In the present study, patients with nocturia had a higher level of overnight urine sodium, compared to patients without nocturia; the same finding was reported in patients with nocturnal polyuria (P = 0.001). Day and night urine osmolarity was not significantly different among patients with and without nocturia, similar to nocturnal polyuria. In a previous study, urine osmolality in patients with transplant duration < 12 weeks decreased at night, while in patients with transplant duration > 52 weeks, a slight increase in overnight urine osmolality was observed; however, there was no significant correlation with the average urine osmolality.

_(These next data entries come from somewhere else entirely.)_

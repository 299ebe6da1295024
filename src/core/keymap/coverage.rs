//! Opt-in report of how a schema lines up with a document.
//!
//! `transform` never complains about schema paths that match nothing or
//! about keys that overwrite each other. This walk uses the same path rules
//! and reports both, without producing the transformed value.

use super::build_path;
use crate::schema::Schema;
use serde::Serialize;
use serde_json::Value;
use std::collections::{HashMap, HashSet};

#[derive(Debug, Clone, PartialEq, Eq, Serialize)]
#[serde(rename_all = "camelCase")]
pub struct PathHits {
    pub path: String,
    pub rename: String,
    pub hits: usize,
}

/// An output key written more than once inside one mapping.
#[derive(Debug, Clone, PartialEq, Eq, Serialize)]
#[serde(rename_all = "camelCase")]
pub struct Collision {
    /// Path of the mapping holding the key (empty at the root).
    pub parent: String,
    pub key: String,
    /// Original key of the entry that won.
    pub winner: String,
}

#[derive(Debug, Clone, Default, PartialEq, Eq, Serialize)]
#[serde(rename_all = "camelCase")]
pub struct Coverage {
    pub matched: Vec<PathHits>,
    pub unmatched: Vec<String>,
    pub renamed_keys: usize,
    pub collisions: Vec<Collision>,
}

impl Coverage {
    pub fn is_complete(&self) -> bool {
        self.unmatched.is_empty()
    }
}

#[derive(Default)]
struct Tally {
    hits: HashMap<String, usize>,
    renamed: usize,
    collisions: Vec<Collision>,
}

/// Walk `value` and report which schema paths it reaches.
pub fn coverage(value: &Value, schema: &Schema) -> Coverage {
    let mut tally = Tally::default();
    walk(value, schema, "", &mut tally);

    let mut report = Coverage {
        renamed_keys: tally.renamed,
        collisions: tally.collisions,
        ..Coverage::default()
    };

    for (path, name) in schema.sorted_entries() {
        match tally.hits.get(path) {
            Some(&hits) => report.matched.push(PathHits {
                path: path.to_string(),
                rename: name.to_string(),
                hits,
            }),
            None => report.unmatched.push(path.to_string()),
        }
    }

    report
}

fn walk(value: &Value, schema: &Schema, parent: &str, tally: &mut Tally) {
    match value {
        Value::Array(items) => {
            for item in items {
                walk(item, schema, parent, tally);
            }
        }
        Value::Object(map) => {
            let mut written: HashSet<&str> = HashSet::with_capacity(map.len());
            for (key, child) in map {
                let path = build_path(parent, key);
                if schema.contains(&path) {
                    *tally.hits.entry(path.clone()).or_default() += 1;
                }

                let new_key = match schema.rename_for(&path) {
                    Some(name) => {
                        tally.renamed += 1;
                        name
                    }
                    None => key.as_str(),
                };

                if !written.insert(new_key) {
                    tally.collisions.push(Collision {
                        parent: parent.to_string(),
                        key: new_key.to_string(),
                        winner: key.clone(),
                    });
                }

                walk(child, schema, &path, tally);
            }
        }
        Value::Null | Value::Bool(_) | Value::Number(_) | Value::String(_) => {}
    }
}
//! Schema pre-parsed into a trie of path segments.
//!
//! Produces exactly the same output as [`super::transform`] without
//! building a path string per entry. Build it once with
//! [`Schema::compile`] and reuse it across documents.

use crate::schema::Schema;
use serde_json::{Map, Value};
use std::collections::HashMap;

#[derive(Debug, Clone, Default)]
struct PathNode {
    rename: Option<String>,
    children: HashMap<String, PathNode>,
}

impl PathNode {
    fn walk(&self, key: &str) -> Option<&PathNode> {
        key.split('.')
            .try_fold(self, |node, segment| node.children.get(segment))
    }

    fn depth(&self) -> usize {
        self.children
            .values()
            .map(|child| 1 + child.depth())
            .max()
            .unwrap_or(0)
    }
}

/// Position of the walk inside the trie.
///
/// `Root` stands for an empty path. A key reached from an empty path starts
/// a fresh path, so the empty key at the root keeps the walk at `Root`.
#[derive(Debug, Clone, Copy)]
enum Cursor<'a> {
    Root,
    At(&'a PathNode),
    Detached,
}

#[derive(Debug, Clone, Default)]
pub struct CompiledSchema {
    root: PathNode,
    len: usize,
}

impl Schema {
    /// Pre-parse this schema for repeated transforms.
    pub fn compile(&self) -> CompiledSchema {
        let mut root = PathNode::default();
        for (path, name) in self.iter() {
            let node = path.split('.').fold(&mut root, |node, segment| {
                node.children.entry(segment.to_string()).or_default()
            });
            if !name.is_empty() {
                node.rename = Some(name.to_string());
            }
        }

        CompiledSchema {
            root,
            len: self.len(),
        }
    }
}

impl CompiledSchema {
    /// Number of schema entries compiled in.
    pub fn len(&self) -> usize {
        self.len
    }

    pub fn is_empty(&self) -> bool {
        self.len == 0
    }

    /// Longest path, in segments.
    pub fn depth(&self) -> usize {
        self.root.depth()
    }

    /// Same contract as [`super::transform`].
    pub fn transform(&self, value: &Value) -> Value {
        match value {
            Value::Array(items) if items.is_empty() => value.clone(),
            Value::Object(map) if map.is_empty() => value.clone(),
            _ => self.map_keys(value, Cursor::Root),
        }
    }

    fn step<'a>(&'a self, cursor: Cursor<'a>, key: &str) -> (Option<&'a str>, Cursor<'a>) {
        let (start, from_root) = match cursor {
            Cursor::Root => (&self.root, true),
            Cursor::At(node) => (node, false),
            Cursor::Detached => return (None, Cursor::Detached),
        };

        let reached = start.walk(key);
        let rename = reached.and_then(|node| node.rename.as_deref());
        let next = if from_root && key.is_empty() {
            Cursor::Root
        } else {
            reached.map_or(Cursor::Detached, Cursor::At)
        };

        (rename, next)
    }

    fn map_keys(&self, value: &Value, cursor: Cursor<'_>) -> Value {
        match value {
            Value::Null => Value::Null,
            Value::Array(items) => Value::Array(
                items
                    .iter()
                    .map(|item| self.map_keys(item, cursor))
                    .collect(),
            ),
            Value::Object(map) => {
                let mut out = Map::with_capacity(map.len());
                for (key, child) in map {
                    let (rename, next) = self.step(cursor, key);
                    let mapped = match next {
                        Cursor::Detached => child.clone(),
                        _ => self.map_keys(child, next),
                    };
                    out.insert(rename.unwrap_or(key.as_str()).to_string(), mapped);
                }
                Value::Object(out)
            }
            Value::Bool(_) | Value::Number(_) | Value::String(_) => value.clone(),
        }
    }
}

There was no significant difference between the 2 groups in terms of total sodium excretion. Since sodium is the most important determinant of osmolarity, the insignificant difference in osmolarity and the significant difference in urine sodium may be justified by the total and overnight fluid intake and increased urine volume due to water diuresis, lower osmolarity, or solute diuresis. The mentioned study showed an insignificant correlation between 24-hour fluid intake and overnight urine osmolality; however, the present study did not evaluate fluid intake volume and its correlation with urine volume and osmolarity (
11).
In another study, patients with nocturnal polyuria had more overnight water intake and sodium clearance, while they showed lower overnight osmolarity in comparison with patients without polyuria (
40). It should be noted that this study was not conducted on renal transplant recipients. In the present study, we found that patients with nocturia and nocturnal polyuria had more creatinine clearance at resting time (P = 0.04 and P < 0.001, respectively) and less creatinine clearance at working time, compared to patients without nocturia or nocturnal polyuria (P < 0.001). This finding may be due to differences in the position of the transplanted kidney and its blood supply, which can increase during rest time and lead to higher creatinine clearance.
4.1. Conclusion
Overall, nocturia and nocturnal polyuria are common complaints of renal transplant recipients. In the present study, nocturia increased with aging, while nocturnal polyuria did not, which can be suggestive of factors other than increased urine volume (regardless of underlying diseases such as poor DM control), leading to polyuria. Nocturia and nocturnal polyuria increased with the abnormal circadian rhythm of blood pressure. Therefore, most renal transplant recipients with nocturia or nocturnal polyuria had nondipping patterns, followed by reverse dipping patterns of blood pressure. Moreover, solute diuresis in renal transplant recipients led to the increased prevalence of nocturia and nocturnal polyuria. Whether water diuresis leads to an increase in urine volume or not, total and nighttime fluid intake should be measured in these patients. Since nondipping blood pressure is associated with more tissue damage and poor renal outcomes (
6-
8,
38), control of hypertension and changes in the time of antihypertensive drug administration (for improving nocturnal blood pressure dipping) may prevent the adverse effects of nondipping patterns, improve the renal outcomes, and decrease tissue damage.